Saved data entries:
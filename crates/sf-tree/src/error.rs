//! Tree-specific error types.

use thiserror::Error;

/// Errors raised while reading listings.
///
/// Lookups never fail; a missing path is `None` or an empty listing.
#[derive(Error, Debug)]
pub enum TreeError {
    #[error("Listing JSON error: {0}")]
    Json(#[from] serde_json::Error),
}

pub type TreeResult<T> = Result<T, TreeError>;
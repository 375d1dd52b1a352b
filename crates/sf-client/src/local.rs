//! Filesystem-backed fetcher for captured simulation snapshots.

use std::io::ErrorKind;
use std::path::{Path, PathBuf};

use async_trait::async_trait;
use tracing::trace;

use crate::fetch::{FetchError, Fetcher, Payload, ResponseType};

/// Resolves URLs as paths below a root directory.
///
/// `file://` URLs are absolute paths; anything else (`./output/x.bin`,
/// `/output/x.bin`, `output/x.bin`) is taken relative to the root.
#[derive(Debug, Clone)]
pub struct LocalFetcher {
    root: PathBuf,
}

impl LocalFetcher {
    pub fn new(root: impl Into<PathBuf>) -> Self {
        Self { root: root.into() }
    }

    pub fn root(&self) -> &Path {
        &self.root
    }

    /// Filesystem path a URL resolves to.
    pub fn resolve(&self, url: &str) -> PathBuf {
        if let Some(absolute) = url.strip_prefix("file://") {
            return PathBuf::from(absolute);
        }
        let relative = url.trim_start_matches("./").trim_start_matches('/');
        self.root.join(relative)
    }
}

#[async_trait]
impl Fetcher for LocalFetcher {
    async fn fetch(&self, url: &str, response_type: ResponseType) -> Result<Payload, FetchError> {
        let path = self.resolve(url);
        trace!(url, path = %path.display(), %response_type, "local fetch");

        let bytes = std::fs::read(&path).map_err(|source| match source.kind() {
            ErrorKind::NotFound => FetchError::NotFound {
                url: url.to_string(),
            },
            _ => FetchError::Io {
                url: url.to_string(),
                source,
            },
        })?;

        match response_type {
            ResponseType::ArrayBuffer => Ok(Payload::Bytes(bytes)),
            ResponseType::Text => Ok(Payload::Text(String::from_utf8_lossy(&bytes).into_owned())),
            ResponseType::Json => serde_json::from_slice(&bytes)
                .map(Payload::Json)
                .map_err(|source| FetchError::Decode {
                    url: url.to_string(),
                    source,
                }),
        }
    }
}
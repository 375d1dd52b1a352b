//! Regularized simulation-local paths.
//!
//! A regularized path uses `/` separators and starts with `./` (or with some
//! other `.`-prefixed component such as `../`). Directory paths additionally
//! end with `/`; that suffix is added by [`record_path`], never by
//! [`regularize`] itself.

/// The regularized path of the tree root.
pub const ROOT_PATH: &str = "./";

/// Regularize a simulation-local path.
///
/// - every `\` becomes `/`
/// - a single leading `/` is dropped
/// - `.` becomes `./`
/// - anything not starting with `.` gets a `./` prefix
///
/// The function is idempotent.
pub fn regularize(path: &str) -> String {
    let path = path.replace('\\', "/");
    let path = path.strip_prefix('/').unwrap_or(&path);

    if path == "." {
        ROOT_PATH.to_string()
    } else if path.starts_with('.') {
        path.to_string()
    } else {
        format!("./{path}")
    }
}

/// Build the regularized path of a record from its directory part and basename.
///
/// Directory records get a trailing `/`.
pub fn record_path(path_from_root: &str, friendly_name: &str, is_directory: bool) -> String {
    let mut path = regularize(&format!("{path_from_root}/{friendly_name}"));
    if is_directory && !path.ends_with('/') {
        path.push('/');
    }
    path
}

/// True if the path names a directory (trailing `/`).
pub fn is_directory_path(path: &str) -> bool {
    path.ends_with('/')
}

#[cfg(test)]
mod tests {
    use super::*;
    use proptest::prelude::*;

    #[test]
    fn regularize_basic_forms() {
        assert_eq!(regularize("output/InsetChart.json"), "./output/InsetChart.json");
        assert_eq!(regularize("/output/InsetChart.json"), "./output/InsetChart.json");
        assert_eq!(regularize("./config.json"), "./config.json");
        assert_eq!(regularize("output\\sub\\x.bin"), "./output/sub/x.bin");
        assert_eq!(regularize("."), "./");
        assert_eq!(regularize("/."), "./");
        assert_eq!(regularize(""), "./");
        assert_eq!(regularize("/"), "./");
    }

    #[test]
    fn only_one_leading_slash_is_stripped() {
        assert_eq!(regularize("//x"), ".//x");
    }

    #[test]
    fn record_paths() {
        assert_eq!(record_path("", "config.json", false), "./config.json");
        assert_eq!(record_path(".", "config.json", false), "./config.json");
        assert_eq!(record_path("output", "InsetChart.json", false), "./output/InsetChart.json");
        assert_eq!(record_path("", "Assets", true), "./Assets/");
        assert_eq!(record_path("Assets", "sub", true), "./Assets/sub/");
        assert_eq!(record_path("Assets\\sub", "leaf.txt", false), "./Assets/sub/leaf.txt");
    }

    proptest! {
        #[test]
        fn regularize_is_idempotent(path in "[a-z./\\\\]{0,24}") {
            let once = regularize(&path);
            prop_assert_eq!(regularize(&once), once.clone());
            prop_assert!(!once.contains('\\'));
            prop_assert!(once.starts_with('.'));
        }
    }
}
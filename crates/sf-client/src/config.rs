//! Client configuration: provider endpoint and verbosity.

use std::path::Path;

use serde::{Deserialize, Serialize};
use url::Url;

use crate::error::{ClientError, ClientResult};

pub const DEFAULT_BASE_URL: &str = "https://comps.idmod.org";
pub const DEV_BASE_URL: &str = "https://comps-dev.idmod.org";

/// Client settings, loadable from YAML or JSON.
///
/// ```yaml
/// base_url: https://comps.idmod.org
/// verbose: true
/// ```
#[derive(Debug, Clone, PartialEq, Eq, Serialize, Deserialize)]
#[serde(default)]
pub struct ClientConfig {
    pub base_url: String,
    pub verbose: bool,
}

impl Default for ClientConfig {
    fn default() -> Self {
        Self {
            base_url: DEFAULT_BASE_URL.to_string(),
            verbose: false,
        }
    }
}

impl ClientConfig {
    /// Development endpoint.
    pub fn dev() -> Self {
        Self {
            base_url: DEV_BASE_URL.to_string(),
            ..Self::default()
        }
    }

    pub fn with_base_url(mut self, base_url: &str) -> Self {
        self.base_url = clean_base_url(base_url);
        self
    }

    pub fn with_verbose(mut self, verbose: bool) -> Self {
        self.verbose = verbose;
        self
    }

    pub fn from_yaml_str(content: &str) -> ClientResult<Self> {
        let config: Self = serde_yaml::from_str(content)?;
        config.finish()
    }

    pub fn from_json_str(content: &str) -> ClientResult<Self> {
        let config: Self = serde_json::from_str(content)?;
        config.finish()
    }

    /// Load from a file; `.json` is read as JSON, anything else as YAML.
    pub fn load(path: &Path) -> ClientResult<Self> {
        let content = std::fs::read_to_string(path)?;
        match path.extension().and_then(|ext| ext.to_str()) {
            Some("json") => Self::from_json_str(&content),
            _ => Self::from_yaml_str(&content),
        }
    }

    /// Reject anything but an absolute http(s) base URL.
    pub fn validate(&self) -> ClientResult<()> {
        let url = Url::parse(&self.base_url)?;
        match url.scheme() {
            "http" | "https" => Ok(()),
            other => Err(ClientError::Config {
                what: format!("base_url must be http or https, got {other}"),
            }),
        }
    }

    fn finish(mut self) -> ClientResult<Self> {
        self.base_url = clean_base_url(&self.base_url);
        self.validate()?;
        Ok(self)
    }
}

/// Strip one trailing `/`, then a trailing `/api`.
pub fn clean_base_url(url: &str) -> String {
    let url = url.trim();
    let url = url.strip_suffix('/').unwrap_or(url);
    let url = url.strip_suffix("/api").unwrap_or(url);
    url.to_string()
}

Problem to work on: Give the records back in full, word for word.

Your solution:
filename crates/sf-tree/src/error.rs
//! Tree-specific error types.

use thiserror::Error;

/// Errors raised while reading listings.
///
/// Lookups never fail; a missing path is `None` or an empty listing.
#[derive(Error, Debug)]
pub enum TreeError {
    #[error("Listing JSON error: {0}")]
    Json(#[from] serde_json::Error),
}

pub type TreeResult<T> = Result<T, TreeError>;
repository 375d1dd52b1a352b
filename crates/sf-client/src/local.rs
//! Filesystem-backed fetcher for captured simulation snapshots.

use std::io::ErrorKind;
use std::path::{Path, PathBuf};

use async_trait::async_trait;
use tracing::trace;

use crate::fetch::{FetchError, Fetcher, Payload, ResponseType};

/// Resolves URLs as paths below a root directory.
///
/// `file://` URLs are absolute paths; anything else (`./output/x.bin`,
/// `/output/x.bin`, `output/x.bin`) is taken relative to the root.
#[derive(Debug, Clone)]
pub struct LocalFetcher {
    root: PathBuf,
}

impl LocalFetcher {
    pub fn new(root: impl Into<PathBuf>) -> Self {
        Self { root: root.into() }
    }

    pub fn root(&self) -> &Path {
        &self.root
    }

    /// Filesystem path a URL resolves to.
    pub fn resolve(&self, url: &str) -> PathBuf {
        if let Some(absolute) = url.strip_prefix("file://") {
            return PathBuf::from(absolute);
        }
        let relative = url.trim_start_matches("./").trim_start_matches('/');
        self.root.join(relative)
    }
}

#[async_trait]
impl Fetcher for LocalFetcher {
    async fn fetch(&self, url: &str, response_type: ResponseType) -> Result<Payload, FetchError> {
        let path = self.resolve(url);
        trace!(url, path = %path.display(), %response_type, "local fetch");

        let bytes = std::fs::read(&path).map_err(|source| match source.kind() {
            ErrorKind::NotFound => FetchError::NotFound {
                url: url.to_string(),
            },
            _ => FetchError::Io {
                url: url.to_string(),
                source,
            },
        })?;

        match response_type {
            ResponseType::ArrayBuffer => Ok(Payload::Bytes(bytes)),
            ResponseType::Text => Ok(Payload::Text(String::from_utf8_lossy(&bytes).into_owned())),
            ResponseType::Json => serde_json::from_slice(&bytes)
                .map(Payload::Json)
                .map_err(|source| FetchError::Decode {
                    url: url.to_string(),
                    source,
                }),
        }
    }
}
repository 375d1dd52b1a352b
//! Regularized simulation-local paths.
//!
//! A regularized path uses `/` separators and starts with `./` (or with some
//! other `.`-prefixed component such as `../`). Directory paths additionally
//! end with `/`; that suffix is added by [`record_path`], never by
//! [`regularize`] itself.

/// The regularized path of the tree root.
pub const ROOT_PATH: &str = "./";

/// Regularize a simulation-local path.
///
/// - every `\` becomes `/`
/// - a single leading `/` is dropped
/// - `.` becomes `./`
/// - anything not starting with `.` gets a `./` prefix
///
/// The function is idempotent.
pub fn regularize(path: &str) -> String {
    let path = path.replace('\\', "/");
    let path = path.strip_prefix('/').unwrap_or(&path);

    if path == "." {
        ROOT_PATH.to_string()
    } else if path.starts_with('.') {
        path.to_string()
    } else {
        format!("./{path}")
    }
}

/// Build the regularized path of a record from its directory part and basename.
///
/// Directory records get a trailing `/`.
pub fn record_path(path_from_root: &str, friendly_name: &str, is_directory: bool) -> String {
    let mut path = regularize(&format!("{path_from_root}/{friendly_name}"));
    if is_directory && !path.ends_with('/') {
        path.push('/');
    }
    path
}

/// True if the path names a directory (trailing `/`).
pub fn is_directory_path(path: &str) -> bool {
    path.ends_with('/')
}

#[cfg(test)]
mod tests {
    use super::*;
    use proptest::prelude::*;

    #[test]
    fn regularize_basic_forms() {
        assert_eq!(regularize("output/InsetChart.json"), "./output/InsetChart.json");
        assert_eq!(regularize("/output/InsetChart.json"), "./output/InsetChart.json");
        assert_eq!(regularize("./config.json"), "./config.json");
        assert_eq!(regularize("output\\sub\\x.bin"), "./output/sub/x.bin");
        assert_eq!(regularize("."), "./");
        assert_eq!(regularize("/."), "./");
        assert_eq!(regularize(""), "./");
        assert_eq!(regularize("/"), "./");
    }

    #[test]
    fn only_one_leading_slash_is_stripped() {
        assert_eq!(regularize("//x"), ".//x");
    }

    #[test]
    fn record_paths() {
        assert_eq!(record_path("", "config.json", false), "./config.json");
        assert_eq!(record_path(".", "config.json", false), "./config.json");
        assert_eq!(record_path("output", "InsetChart.json", false), "./output/InsetChart.json");
        assert_eq!(record_path("", "Assets", true), "./Assets/");
        assert_eq!(record_path("Assets", "sub", true), "./Assets/sub/");
        assert_eq!(record_path("Assets\\sub", "leaf.txt", false), "./Assets/sub/leaf.txt");
    }

    proptest! {
        #[test]
        fn regularize_is_idempotent(path in "[a-z./\\\\]{0,24}") {
            let once = regularize(&path);
            prop_assert_eq!(regularize(&once), once.clone());
            prop_assert!(!once.contains('\\'));
            prop_assert!(once.starts_with('.'));
        }
    }
}
filename crates/sf-client/src/config.rs
//! Client configuration: provider endpoint and verbosity.

use std::path::Path;

use serde::{Deserialize, Serialize};
use url::Url;

use crate::error::{ClientError, ClientResult};

pub const DEFAULT_BASE_URL: &str = "https://comps.idmod.org";
pub const DEV_BASE_URL: &str = "https://comps-dev.idmod.org";

/// Client settings, loadable from YAML or JSON.
///
/// ```yaml
/// base_url: https://comps.idmod.org
/// verbose: true
/// ```
#[derive(Debug, Clone, PartialEq, Eq, Serialize, Deserialize)]
#[serde(default)]
pub struct ClientConfig {
    pub base_url: String,
    pub verbose: bool,
}

impl Default for ClientConfig {
    fn default() -> Self {
        Self {
            base_url: DEFAULT_BASE_URL.to_string(),
            verbose: false,
        }
    }
}

impl ClientConfig {
    /// Development endpoint.
    pub fn dev() -> Self {
        Self {
            base_url: DEV_BASE_URL.to_string(),
            ..Self::default()
        }
    }

    pub fn with_base_url(mut self, base_url: &str) -> Self {
        self.base_url = clean_base_url(base_url);
        self
    }

    pub fn with_verbose(mut self, verbose: bool) -> Self {
        self.verbose = verbose;
        self
    }

    pub fn from_yaml_str(content: &str) -> ClientResult<Self> {
        let config: Self = serde_yaml::from_str(content)?;
        config.finish()
    }

    pub fn from_json_str(content: &str) -> ClientResult<Self> {
        let config: Self = serde_json::from_str(content)?;
        config.finish()
    }

    /// Load from a file; `.json` is read as JSON, anything else as YAML.
    pub fn load(path: &Path) -> ClientResult<Self> {
        let content = std::fs::read_to_string(path)?;
        match path.extension().and_then(|ext| ext.to_str()) {
            Some("json") => Self::from_json_str(&content),
            _ => Self::from_yaml_str(&content),
        }
    }

    /// Reject anything but an absolute http(s) base URL.
    pub fn validate(&self) -> ClientResult<()> {
        let url = Url::parse(&self.base_url)?;
        match url.scheme() {
            "http" | "https" => Ok(()),
            other => Err(ClientError::Config {
                what: format!("base_url must be http or https, got {other}"),
            }),
        }
    }

    fn finish(mut self) -> ClientResult<Self> {
        self.base_url = clean_base_url(&self.base_url);
        self.validate()?;
        Ok(self)
    }
}

/// Strip one trailing `/`, then a trailing `/api`.
pub fn clean_base_url(url: &str) -> String {
    let url = url.trim();
    let url = url.strip_suffix('/').unwrap_or(url);
    let url = url.strip_suffix("/api").unwrap_or(url);
    url.to_string()
}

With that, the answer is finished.